Felipe... Felipe... Felipe...
Escuto ela chamar-me, mas não espera... não é a voz dela...
Abro o olho, tentando entender o que está acontecendo.
E deparo-me com Ricardo, me encarando segurando a risada... enquanto percebo, que estava dormindo, no sofá.
Cara desculpa atrapalhar o seu sonho.
Mas você estava gemendo alto.
O i****a fala explodindo em risada, enquanto eu o encaro, sem acreditar que tudo não passou de um maldito sonho.
Pørra...
Murmuro sentindo a frustração, que está bem visível, no volume na minha calça.
Caralho irmão.
Recomendo, banho gelado.
O i*****l continua a rir, enquanto eu só quero abrir um buraco, e enterrar-me.
Isso nunca aconteceu.
Sibilo para ele, que ainda chora de tanto rir me olhando.
Teve sorte de ser eu.
Imagina se fosse a Mel... como explicar isso.
Droga, maldita hora que dormi aqui nesse sofá... e justo na casa de quem...
Tá... tá, já deu né.
Já riu o suficiente.
Murmuro bravo, mas ele nem liga ainda rindo da minha cara.
É melhor ir tomar um banho.
E a cama é mais confortável, para esses tipos de sonhos.
Escuto ele falar, enquanto já se afasta indo em direção à cozinha.
Droga... só posso ter perdido o juízo de vez.
Penso enquanto subo a escada, observando o meu estado.
E o pior, é que terei de me aliviar no chuveiro, como um adolescente punhe'teiro.
Chego no quarto, e jogo-me na cama... me permitindo, por alguns segundos, lembrar-me do sonho.
A Melissa estava tão linda, tão sexy naquela camisola... os seus gemidos nos meus ouvidos... totalmente entregue a mim...
Uma verdadeira tentação.
Mas tudo, não passou de um sonho...
Esbravejo rindo, sem humor, da minha fértil imaginação.
E não encontrando outra solução, vou para o banheiro, pedindo em silêncio, para que o banho gelado, me ajude a relaxar e aliviar o desejo.
E foi impossível, não levar as minhas mãos ao meu p**, com os meus olhos fechados, me lembrando dela nos meus sonhos... imaginando que era as mãos dela ali, e não as minhas...
E assim, acabei me liberando... como um adolescente virgem, apenas imaginando o objeto dos meus desejos.
Já mais calmo e relaxado, saio do banheiro colocando agora apenas a box e permito-me afundar-me na cama.

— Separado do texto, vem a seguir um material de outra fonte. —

//! Gen 5 PID frames
//!
//! The 64-bit PID stream serves every encounter type, but each type reads it
//! in its own order. The order lives in a [`PidStrategy`] chosen from the
//! [`Gen5Encounter`]; the generator only moves the frame start.
//!
//! Wild and static PIDs flip bit 16 and then force bit 31 so that
//! `bit31 == (low ^ high ^ tid ^ sid) & 1`.

use super::FrameGenerator;
use super::encounter::{EncounterTable, SWARM_THRESHOLD};
use crate::domain::rng::Gen5Rng;
use crate::domain::types::{Ability, Gender, GenderRatio, GameVersion, Nature, Pid, TrainerId};
use serde::{Deserialize, Serialize};
use std::fmt;
use std::sync::Arc;

/// Bit flipped on wild and static PIDs
const ABILITY_BIT: u32 = 0x0001_0000;

/// Bit flipped to make a shiny-locked PID non-shiny
const SHINY_LOCK_BIT: u32 = 0x1000_0000;

const DUST_CLOUD_ITEM_THRESHOLD: u32 = 40;
const BRIDGE_SHADOW_ITEM_THRESHOLD: u32 = 10;

/// PID attempts with the Shiny Charm (Black 2 / White 2 only)
const SHINY_CHARM_ROLLS: u32 = 3;

// =============================================================================
// Inputs
// =============================================================================

#[derive(Clone, Copy, Debug, PartialEq, Eq, Hash, Serialize, Deserialize)]
pub enum Gen5Encounter {
    Grass,
    Cave,
    Surf,
    Fishing,
    /// Grass encounter on a route with an active swarm
    Swarm,
    ShakingGrass,
    DustCloud,
    BridgeShadow,
    Static,
    Gift,
    Roamer,
    Entralink,
    GiftEgg,
    HiddenHollow,
}

impl Gen5Encounter {
    pub fn strategy(self) -> Arc<dyn PidStrategy> {
        match self {
            Gen5Encounter::Grass
            | Gen5Encounter::Cave
            | Gen5Encounter::Surf
            | Gen5Encounter::Fishing
            | Gen5Encounter::Swarm
            | Gen5Encounter::ShakingGrass
            | Gen5Encounter::DustCloud
            | Gen5Encounter::BridgeShadow => Arc::new(WildStrategy { encounter: self }),
            Gen5Encounter::Static => Arc::new(StaticStrategy),
            Gen5Encounter::Gift | Gen5Encounter::Roamer => Arc::new(PlainStrategy),
            Gen5Encounter::GiftEgg => Arc::new(GiftEggStrategy),
            Gen5Encounter::Entralink => Arc::new(EntralinkStrategy),
            Gen5Encounter::HiddenHollow => Arc::new(HiddenHollowStrategy),
        }
    }

    fn table(self) -> EncounterTable {
        match self {
            Gen5Encounter::Surf => EncounterTable::Water,
            Gen5Encounter::Fishing => EncounterTable::Fishing,
            _ => EncounterTable::Land,
        }
    }

    fn item_threshold(self) -> Option<u32> {
        match self {
            Gen5Encounter::DustCloud => Some(DUST_CLOUD_ITEM_THRESHOLD),
            Gen5Encounter::BridgeShadow => Some(BRIDGE_SHADOW_ITEM_THRESHOLD),
            _ => None,
        }
    }
}

#[derive(Clone, Copy, Debug, Default, PartialEq, Eq, Hash, Serialize, Deserialize)]
pub enum Gen5Lead {
    #[default]
    None,
    Synchronize(Nature),
    CompoundEyes,
}

/// Inputs shared by every strategy
#[derive(Clone, Copy, Debug, PartialEq, Eq, Hash, Serialize, Deserialize)]
pub struct PidContext {
    pub id: TrainerId,
    pub version: GameVersion,
    pub lead: Gen5Lead,
    pub shiny_charm: bool,
    /// Gender forced by Entralink / Hidden Hollow encounters
    pub forced_gender: Option<(Gender, GenderRatio)>,
}

impl PidContext {
    pub fn new(id: TrainerId, version: GameVersion) -> Self {
        Self {
            id,
            version,
            lead: Gen5Lead::None,
            shiny_charm: false,
            forced_gender: None,
        }
    }

    fn pid_rolls(&self) -> u32 {
        if self.shiny_charm && self.version.is_sequel() {
            SHINY_CHARM_ROLLS
        } else {
            1
        }
    }
}

#[derive(Clone, Copy, Debug, Default, PartialEq, Eq, Hash, Serialize, Deserialize)]
pub enum HeldItem {
    #[default]
    None,
    /// 50% item
    Common,
    /// 5% item
    Uncommon,
    /// 1% item
    Rare,
}

impl HeldItem {
    fn from_roll(roll: u32, compound_eyes: bool) -> Self {
        let (common, uncommon, rare) = if compound_eyes { (60, 80, 85) } else { (50, 55, 56) };
        match roll {
            r if r < common => HeldItem::Common,
            r if r < uncommon => HeldItem::Uncommon,
            r if r < rare => HeldItem::Rare,
            _ => HeldItem::None,
        }
    }
}

#[derive(Clone, Copy, Debug, Default, PartialEq, Eq, Hash, Serialize, Deserialize)]
pub struct Gen5PidFrame {
    pub number: u32,
    /// Engine state the frame's draws start from
    pub seed: u64,
    pub pid: Pid,
    pub nature: Nature,
    pub ability: Ability,
    pub synchronized: bool,
    pub slot: Option<u8>,
    pub swarm: bool,
    /// Dust cloud / bridge shadow produced an item instead of a Pokemon
    pub found_item: bool,
    pub held_item: HeldItem,
}

// =============================================================================
// Strategies
// =============================================================================

/// Encounter-specific reading of the PID stream
pub trait PidStrategy: Send + Sync + fmt::Debug {
    /// Fill `frame` from draws starting at `rng`
    fn generate(&self, rng: &mut Gen5Rng, ctx: &PidContext, frame: &mut Gen5PidFrame);
}

#[inline]
fn apply_id_bit(raw: u32, id: TrainerId) -> u32 {
    let parity = (raw ^ (raw >> 16) ^ id.tid as u32 ^ id.sid as u32) & 1;
    if parity == 1 {
        raw | 0x8000_0000
    } else {
        raw & 0x7FFF_FFFF
    }
}

/// Draw up to `rolls` PIDs, stopping at the first shiny one
fn roll_pid(rng: &mut Gen5Rng, ctx: &PidContext, draw: impl Fn(&mut Gen5Rng) -> Pid) -> Pid {
    let mut pid = draw(rng);
    for _ in 1..ctx.pid_rolls() {
        if pid.is_shiny(ctx.id) {
            break;
        }
        pid = draw(rng);
    }
    pid
}

fn wild_pid(rng: &mut Gen5Rng, ctx: &PidContext) -> Pid {
    roll_pid(rng, ctx, |rng| Pid(apply_id_bit(rng.next_u32() ^ ABILITY_BIT, ctx.id)))
}

fn force_gender(pid: Pid, ctx: &PidContext) -> Pid {
    match ctx.forced_gender {
        Some((gender, ratio)) => {
            let low = ratio.force_low_byte(pid.raw() as u8, gender);
            Pid((pid.raw() & !0xFF) | low as u32)
        }
        None => pid,
    }
}

fn shiny_locked(pid: Pid, id: TrainerId) -> Pid {
    if pid.is_shiny(id) {
        Pid(pid.raw() ^ SHINY_LOCK_BIT)
    } else {
        pid
    }
}

/// Lead check shared by wild and static encounters
fn synchronize(rng: &mut Gen5Rng, ctx: &PidContext) -> Option<Nature> {
    let coin = rng.coin();
    match ctx.lead {
        Gen5Lead::Synchronize(nature) if coin == 1 => Some(nature),
        _ => None,
    }
}

fn nature_or_sync(rng: &mut Gen5Rng, synced: Option<Nature>) -> Nature {
    synced.unwrap_or_else(|| Nature::from_index(rng.rand(25)))
}

#[derive(Debug)]
struct WildStrategy {
    encounter: Gen5Encounter,
}

impl PidStrategy for WildStrategy {
    fn generate(&self, rng: &mut Gen5Rng, ctx: &PidContext, frame: &mut Gen5PidFrame) {
        let synced = synchronize(rng, ctx);
        frame.synchronized = synced.is_some();

        if let Some(threshold) = self.encounter.item_threshold() {
            if rng.rand(100) < threshold {
                frame.found_item = true;
                return;
            }
        }

        if self.encounter == Gen5Encounter::Swarm {
            frame.swarm = rng.rand(100) < SWARM_THRESHOLD;
        }
        if !frame.swarm {
            frame.slot = Some(self.encounter.table().slot(rng.rand(100)));
        }

        // level
        rng.next_u64();

        frame.pid = wild_pid(rng, ctx);
        frame.nature = nature_or_sync(rng, synced);
        frame.ability = frame.pid.ability_gen5();
        frame.held_item = HeldItem::from_roll(rng.rand(100), ctx.lead == Gen5Lead::CompoundEyes);
    }
}

#[derive(Debug)]
struct StaticStrategy;

impl PidStrategy for StaticStrategy {
    fn generate(&self, rng: &mut Gen5Rng, ctx: &PidContext, frame: &mut Gen5PidFrame) {
        let synced = synchronize(rng, ctx);
        frame.synchronized = synced.is_some();
        frame.pid = wild_pid(rng, ctx);
        frame.nature = nature_or_sync(rng, synced);
        frame.ability = frame.pid.ability_gen5();
    }
}

/// Gifts and roamers: untouched PID, then nature
#[derive(Debug)]
struct PlainStrategy;

impl PidStrategy for PlainStrategy {
    fn generate(&self, rng: &mut Gen5Rng, _ctx: &PidContext, frame: &mut Gen5PidFrame) {
        frame.pid = Pid(rng.next_u32());
        frame.nature = Nature::from_index(rng.rand(25));
        frame.ability = frame.pid.ability_gen5();
    }
}

#[derive(Debug)]
struct GiftEggStrategy;

impl PidStrategy for GiftEggStrategy {
    fn generate(&self, rng: &mut Gen5Rng, ctx: &PidContext, frame: &mut Gen5PidFrame) {
        frame.pid = roll_pid(rng, ctx, |rng| Pid(rng.next_u32()));
        frame.nature = Nature::from_index(rng.rand(25));
        frame.ability = frame.pid.ability_gen5();
    }
}

#[derive(Debug)]
struct EntralinkStrategy;

impl PidStrategy for EntralinkStrategy {
    fn generate(&self, rng: &mut Gen5Rng, ctx: &PidContext, frame: &mut Gen5PidFrame) {
        let pid = force_gender(Pid(rng.next_u32() & !ABILITY_BIT), ctx);
        frame.pid = shiny_locked(pid, ctx.id);
        frame.nature = Nature::from_index(rng.rand(25));
        frame.ability = Ability::Hidden;
    }
}

#[derive(Debug)]
struct HiddenHollowStrategy;

impl PidStrategy for HiddenHollowStrategy {
    fn generate(&self, rng: &mut Gen5Rng, ctx: &PidContext, frame: &mut Gen5PidFrame) {
        let synced = synchronize(rng, ctx);
        frame.synchronized = synced.is_some();
        let pid = force_gender(wild_pid(rng, ctx), ctx);
        frame.pid = shiny_locked(pid, ctx.id);
        frame.nature = nature_or_sync(rng, synced);
        frame.ability = Ability::Hidden;
    }
}

// =============================================================================
// Generator
// =============================================================================

#[derive(Clone, Debug)]
pub struct Gen5PidGenerator {
    strategy: Arc<dyn PidStrategy>,
    ctx: PidContext,
    rng: Gen5Rng,
    frame: Gen5PidFrame,
}

impl Gen5PidGenerator {
    /// Frame 1 starts at `raw_seed`
    pub fn new(raw_seed: u64, encounter: Gen5Encounter, ctx: PidContext) -> Self {
        Self::with_strategy(raw_seed, encounter.strategy(), ctx)
    }

    pub fn with_strategy(raw_seed: u64, strategy: Arc<dyn PidStrategy>, ctx: PidContext) -> Self {
        Self {
            strategy,
            ctx,
            rng: Gen5Rng::new(raw_seed),
            frame: Gen5PidFrame::default(),
        }
    }

    fn derive(&self, number: u32) -> Gen5PidFrame {
        let mut frame = Gen5PidFrame {
            number,
            seed: self.rng.state(),
            ..Gen5PidFrame::default()
        };
        let mut rng = self.rng;
        self.strategy.generate(&mut rng, &self.ctx, &mut frame);
        frame
    }
}

impl FrameGenerator for Gen5PidGenerator {
    type Frame = Gen5PidFrame;

    fn advance(&mut self) {
        self.frame = self.derive(self.frame.number + 1);
        self.rng.next_u64();
    }

    fn skip(&mut self, n: u32) {
        if n == 0 {
            return;
        }
        self.rng.jump(n as u64 - 1);
        self.frame.number += n - 1;
        self.advance();
    }

    fn current(&self) -> &Gen5PidFrame {
        &self.frame
    }

    fn frame_number(&self) -> u32 {
        self.frame.number
    }
}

Deixando que o sono me envolva... e que me traga novos sonhos.
(... )
Acordo na manhã seguinte, com o corpo descansado... mas com tentação daquele sonho, ainda perambulando a minha cabeça.
Isso só pode ser brincadeira.
Sibilo baixo assim que abro a porta, e encontro a Melissa saindo do quarto dela também, com um mine short, que deixa as suas pernas a mostra.
Felipe... algum problema?
Ela pergunta, me notando parado na porta a encarando.
Não... não é nada.
Estava só me lembrando de algo.
Falo tentando disfarçar o meu embaraço, ao ser pego no fraga a observando.
Então tá!
Ela fala abrindo um sorriso, enquanto vai em direção à escada, e conforme se afasta, vou a seguindo, observando cada movimento do seu corpo.
Assim que chegamos a sala, arrependo-me imediatamente de ter vindo com ela, já que logo deparo-me com o olhar observador do Ricardo.
Que me encara com um sorriso perverso na cara, deixando claro, que irá aprontar.
Bom dia, Felipe.
Dormiu bem?
Ele começa as provocações com sutileza, para ué as meninas não percebam, mas sei bem o que ele está fazendo.
Hã... sim..., sim, dormi muito bem.
Respondo já fechando a minha cara, enquanto ele encara a Mel agora.
Melissa... com todo o respeito.
Mas está linda... claro que não mais que a minha diaba.
Mas linda, não concorda Felipe?
Pø'rra, que esse Ricardo não vai deixar passar mesmo isso.
É sim... sim com certeza.
Falo, já indo em direção à cozinha, para tomar o café da manhã.
Algum problema, entre vocês?
Melissa pergunta-me baixo, enquanto passeia os seus olhos entre mim e o Ricardo.
Nada, apenas sem cabeça para brincadeiras hoje.
Falo em voz alta, para que ele escute... e em resposta ele apenas gargalha, deixando claro, que não terei o meu desejo atendido.
E esse dia vai ser longo.
Murmuro, começando a tomar o meu café da manhã enquanto, ele do nada se junta a nós.
Sabe acabei de falar com o Elliot.
E já temos o local perfeito, para a viagem de vocês.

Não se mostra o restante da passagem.